【柏木】ESG投資は今日、投資における世界的な潮流です。日本でも世界最大の機関投資家であるGPIF(年金積立金管理運用独立行政法人)が2017年にESG投資を始めたことで拍車がかかり、投資額は飛躍的に伸びています。企業は真剣にESGに取り組まないと、株を買ってもらえない。企業価値を毀損することになってしまいます。
【松本】マネックス証券でも自社の方針として、例えばサクセッションプラン(後継者の育成計画)まで含めたコーポレート・ガバナンスの強化を図っています。また20年前の創業時から産育休制度を充実させた結果、これまで休暇後の復職率は100%です。
【柏木】それは素晴らしい。シュローダーでも今年からフレックスタイム制を導入しており、70%の社員が活用するなど、多様で柔軟な働き方を推奨しています。

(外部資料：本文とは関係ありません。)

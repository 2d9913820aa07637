use argon2::{
    Argon2,
    password_hash::{PasswordHash, PasswordHasher, PasswordVerifier, SaltString, rand_core::OsRng},
};
use crate::error::AppError;

/// Argon2id hash in PHC string format, with a fresh random salt.
pub fn hash_password(password: &str) -> Result<String, AppError> {
    let salt = SaltString::generate(&mut OsRng);

    Argon2::default()
        .hash_password(password.as_bytes(), &salt)
        .map(|hash| hash.to_string())
        .map_err(|e| AppError::InternalServerError(e.to_string()))
}

/// `Ok(false)` on mismatch; `Err` only if the stored hash is unreadable.
pub fn verify_password(password: &str, password_hash: &str) -> Result<bool, AppError> {
    let parsed_hash = PasswordHash::new(password_hash)
        .map_err(|e| AppError::InternalServerError(e.to_string()))?;

    Ok(Argon2::default()
        .verify_password(password.as_bytes(), &parsed_hash)
        .is_ok())
}

#[cfg(test)]
mod tests {
    use super::*;

    #[test]
    fn hash_and_verify() {
        let hash = hash_password("correct horse").unwrap();
        assert!(verify_password("correct horse", &hash).unwrap());
        assert!(!verify_password("battery staple", &hash).unwrap());
    }

    #[test]
    fn garbage_hash_is_an_error() {
        assert!(verify_password("x", "not-a-phc-string").is_err());
    }
}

【松本】どんな企業でも事業を継続しないことには社会に貢献できないし、継続のためにはESGが必須です。さらに、上場市場のエコシステムにおけるエンゲージメント(株主と企業の対話)がいっそう重要性を増している。そうした中、GPIFのような巨大投資家が効率的・効果的に多くの企業とのエンゲージメントを進めるうえで、ESGという世界的な指標が有効に働いているわけです。
【柏木】社会的責任投資やエコ投資とは一線を画し、あくまで中長期的なリターンを追求するのが現在のESG投資だと私たちは考えています。財務諸表を分析し、経営者に話を聞いても、3~5年先くらいまでしか見通せませんが、非財務のESG関連の取り組みにはその企業の10年、20年先を読み解くための情報が含まれている。あらゆるステークホルダーと良好な関係を保つことが重要で、例えば、従業員にとって労働環境が悪く離職率が高いと、優秀な人材の確保が難しくなる。サステナブルな成長は困難でしょう。
きめ細かな視点でESGを深く評価する
【松本】金融界ではダウもTOPIXも大きな発明でしたが、ESGはここ20年来で最大の発明だと私は思います。ESG投資の発祥地である欧州では、一般に長いスパンで投資という活動がとらえられてきましたね。その伝統とノウハウをもって、45年前に英国から日本へ進出されたシュローダーがESGファンドを手がけている。非常に興味深く思いました。
【柏木】ありがとうございます。私たちは20年以上前からESG評価を運用プロセスに取り入れてきました。私たちが企業評価において重要だと考えることは、きちんとした経営理念を持ち、それが社員にまで浸透しているか。さらに、社外のステークホルダーにまで配慮されていること。つまり、ESGの取り組みが表面的なものに留まっていないかを確認することです。例えば、社外取締役も数が多いだけでは不十分で、取締役会での席の位置も知りたいですよね。端に座っているのでは、社外取締役も有名無実の存在に過ぎないとも限りませんから。
【松本】なるほど。そうしたきめ細かな視点が生かされているのが「シュローダー日本株ESGフォーカス・ファンド」ですね。
【柏木】はい。この商品は日本における昨今のESGに対する関心の高まりを受け、多くの方々にとって親しみやすい日本株で組成したものです。「ESG投資は本当に利益が出るのか?」という声も耳にしますが、この商品のマザーファンドは過去約3年で、年率2.7%(*)の超過収益を上げています。
【松本】やはりシュローダーの運用力は優れている。私も学ばせていただきたいです。日本におけるESG投資は宝の山だと思います。ESGの枠組みは整っているが、必ずしも中身が伴っていない企業があるのも事実。したがって、今後の伸びしろが大きいわけです。やり方次第で大きな変化が起こるでしょう。日本株でシュローダーがどう運用の舵を取っていくか、個人的にもとても関心があります。
【柏木】ご期待に応えたいと思います。
【松本】いずれにしても個人投資家の皆さんは、ESG投資という大きなトレンドに乗ったほうがベターだと、私は思います。株の世界には「人の行く裏に道あり花の山」という格言もありますが、マクロ的には大きな資金の流れに乗っていかないと、出遅れてしまいます。
【柏木】ESG投資という潮流が後戻りすることは決してないでしょう。ぜひ個人投資家の皆さんに、そのことを知っていただきたいと思います。
*シュローダー日本株式サステナブル投資マザーファンドの基準価額の超過収益(対TOPIXトータルリターン)。2019年7月末現在。